General multibody systems are almost always nonlinear. Nonlinearities may arise from force elements with nonlinear constitutive relations, constraints, or kinematics. In general, nonlinear systems are notoriously difficult to analyze. You may find it useful to study linearized versions of your models created using MotionSolve.

MotionSolve provides the following two types of results based on linearized equations.

Eigensolution for Stability and Vibration Analysis

Your model can be linearized about an arbitrary configuration which can be defined in one of the following three ways:

Model configuration.
Static equilibrium configuration.
Configuration at the end of transient simulation.

MotionSolve linearizes your model and calculates the eigenvalues and normal modes. The eigenvalues predict stability and natural frequencies of vibration modes. The normal modes help you understand the motion patterns of vibrating systems.

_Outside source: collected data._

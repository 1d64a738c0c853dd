use indexmap::IndexMap;
use jolt_common::logger::Log;
use jolt_common::options::LoaderKind;
use jolt_common::refs::SourceIndex;
use jolt_parser::ast::*;
use jolt_parser::parts::Ast;
use jolt_parser::{ParseOptions, parse};

fn parse_js(source: &str) -> Ast {
    let log = Log::default();
    let options = ParseOptions {
        loader: LoaderKind::Js,
        ..ParseOptions::default()
    };
    parse(source, "/test.js", SourceIndex(1), options, &log)
}

fn parse_expr_data(source: &str) -> EData {
    let ast = parse_js(&format!("keep({source});"));
    let SData::Expr(expr) = &ast.parts[1].stmts[0].data else {
        panic!("expected an expression statement");
    };
    let EData::Call(call) = &expr.data else {
        panic!("expected the keep() wrapper");
    };
    call.args[0].data.clone()
}

fn assert_number(source: &str, expected: f64) {
    match parse_expr_data(source) {
        EData::Number(value) if value.is_nan() && expected.is_nan() => {}
        EData::Number(value) => assert_eq!(value, expected, "{source}"),
        other => panic!("{source} folded to {other:?}"),
    }
}

fn assert_boolean(source: &str, expected: bool) {
    match parse_expr_data(source) {
        EData::Boolean(value) => assert_eq!(value, expected, "{source}"),
        other => panic!("{source} folded to {other:?}"),
    }
}

fn assert_string(source: &str, expected: &str) {
    match parse_expr_data(source) {
        EData::String(value) => assert_eq!(value.value, expected, "{source}"),
        other => panic!("{source} folded to {other:?}"),
    }
}

#[test]
fn arithmetic_folds() {
    assert_number("1 + 2", 3.0);
    assert_number("10 - 4", 6.0);
    assert_number("6 * 7", 42.0);
    assert_number("1 / 2", 0.5);
    assert_number("7 % 3", 1.0);
    assert_number("2 ** 10", 1024.0);
    assert_number("1 / 0", f64::INFINITY);
    assert_number("0 / 0", f64::NAN);
}

#[test]
fn bitwise_uses_to_int32() {
    assert_number("0xffffffff | 0", -1.0);
    assert_number("2147483648 | 0", -2147483648.0);
    assert_number("5 & 3", 1.0);
    assert_number("5 ^ 3", 6.0);
    assert_number("~0", -1.0);
}

#[test]
fn shift_counts_mask_to_five_bits() {
    assert_number("1 << 32", 1.0);
    assert_number("1 << 33", 2.0);
    assert_number("256 >> 4", 16.0);
    assert_number("-1 >>> 0", 4294967295.0);
}

#[test]
fn comparisons_fold() {
    assert_boolean("1 < 2", true);
    assert_boolean("2 <= 1", false);
    assert_boolean("3 > 2", true);
    assert_boolean("1 === 1", true);
    assert_boolean("1 !== 1", false);
    assert_boolean("'a' === 'a'", true);
    assert_boolean("'a' === 'b'", false);
    assert_boolean("1 === '1'", false);
}

#[test]
fn nan_never_equals_itself() {
    assert_boolean("(0 / 0) === (0 / 0)", false);
    assert_boolean("(0 / 0) !== (0 / 0)", true);
}

#[test]
fn null_and_undefined_equality() {
    assert_boolean("null == undefined", true);
    assert_boolean("null === undefined", false);
    assert_boolean("null == 0", false);
    assert_boolean("undefined == ''", false);
}

#[test]
fn boolean_not_folds_truthiness() {
    assert_boolean("!0", true);
    assert_boolean("!1", false);
    assert_boolean("!''", true);
    assert_boolean("!'x'", false);
    assert_boolean("!!{}", true);
    assert_boolean("![]", false);
}

#[test]
fn typeof_on_literals_folds() {
    assert_string("typeof 1", "number");
    assert_string("typeof 'x'", "string");
    assert_string("typeof true", "boolean");
    assert_string("typeof undefined", "undefined");
    assert_string("typeof null", "object");
    assert_string("typeof function(){}", "function");
}

#[test]
fn string_concatenation_folds() {
    assert_string("'a' + 'b'", "ab");
    assert_string("'n = ' + 42", "n = 42");
    assert_string("1 + '2'", "12");
}

#[test]
fn template_literals_fold_with_primitive_parts() {
    assert_string("`a${'b'}c`", "abc");
    assert_string("`n = ${1 + 2}`", "n = 3");
    assert_string("`${null} and ${undefined}`", "null and undefined");
}

#[test]
fn short_circuit_with_known_left() {
    assert_number("true && 3", 3.0);
    assert_boolean("false && anything", false);
    assert_number("false || 4", 4.0);
    assert_boolean("true || anything", true);
    assert_number("null ?? 7", 7.0);
    assert_number("0 ?? 7", 0.0);
}

#[test]
fn folding_is_idempotent() {
    // A fully folded expression re-parses and folds to the same value
    assert_number("1 + 2 + 3 + 4", 10.0);
    assert_number("10", 10.0);
}

#[test]
fn negative_zero_comparison_warns() {
    let log = Log::default();
    let options = ParseOptions {
        loader: LoaderKind::Js,
        ..ParseOptions::default()
    };
    parse("x === -0;", "/test.js", SourceIndex(1), options, &log);
    let warnings = log.take();
    assert!(warnings.iter().any(|d| d.text.contains("-0")));
}

#[test]
fn define_substitution_rewrites_paths() {
    let log = Log::default();
    let mut define = IndexMap::new();
    define.insert(
        "process.env.NODE_ENV".to_string(),
        "\"production\"".to_string(),
    );
    let options = ParseOptions {
        loader: LoaderKind::Js,
        define,
        ..ParseOptions::default()
    };
    let ast = parse(
        "keep(process.env.NODE_ENV === 'production');",
        "/test.js",
        SourceIndex(1),
        options,
        &log,
    );
    let SData::Expr(expr) = &ast.parts[1].stmts[0].data else {
        panic!("expected an expression");
    };
    let EData::Call(call) = &expr.data else {
        panic!("expected the keep() wrapper");
    };
    assert!(matches!(call.args[0].data, EData::Boolean(true)));
}

#[test]
fn dead_branch_requires_are_not_recorded() {
    let log = Log::default();
    let mut define = IndexMap::new();
    define.insert("DEBUG".to_string(), "false".to_string());
    let options = ParseOptions {
        loader: LoaderKind::Js,
        define,
        ..ParseOptions::default()
    };
    let ast = parse(
        "if (DEBUG) require('./debug'); else require('./release');",
        "/test.js",
        SourceIndex(1),
        options,
        &log,
    );
    assert_eq!(ast.import_records.len(), 1);
    assert_eq!(ast.import_records[0].specifier, "./release");
}

#[test]
fn dead_branches_keep_hoisted_declarations() {
    let log = Log::default();
    let mut define = IndexMap::new();
    define.insert("DEBUG".to_string(), "false".to_string());
    let options = ParseOptions {
        loader: LoaderKind::Js,
        define,
        ..ParseOptions::default()
    };
    let ast = parse(
        "if (DEBUG) { var kept = 1; function alive() {} } use(kept, alive);",
        "/test.js",
        SourceIndex(1),
        options,
        &log,
    );
    // The hoisted names survive as plain declarations
    let SData::Local(local) = &ast.parts[1].stmts[0].data else {
        panic!("expected hoisted var declarations, got {:?}", ast.parts[1].stmts);
    };
    assert_eq!(local.kind, LocalKind::Var);
    assert_eq!(local.decls.len(), 2);
    assert!(local.decls.iter().all(|decl| decl.value.is_none()));
}

#[test]
fn known_conditional_test_selects_branch() {
    assert_number("true ? 1 : 2", 1.0);
    assert_number("false ? 1 : 2", 2.0);
    assert_number("'x' ? 3 : 4", 3.0);
}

Linearized Plant Model for Control System Design

Another common reason to do linearization is to obtain a simplified model of your system for the purpose of control system design. This is done by specifying the inputs to and outputs from your mechanical system, and using MotionSolve to generates the state space description of the system (plant) in the following form:

\begin{array}{l} \dot{x} = A x + B u \\ y = C x + D u \end{array}

The set of inputs and outputs can be defined using the Control_PlantInput and Control_PlantOutput modeling elements, respectively. The Param_Linear command element triggers the linearization solution, which produces the following results:

Matrices A, B, C, and D are written in Matlab format, in four separate files, with the extensions *.a, *.b, *.c, and *.d, respectively.
The state space form linear system is written in Simulink format in an .mdl file.
Eigenvalues are written to the *.eig file.
Eigenvectors and eigenvalues are written to the *_linz.mrf file.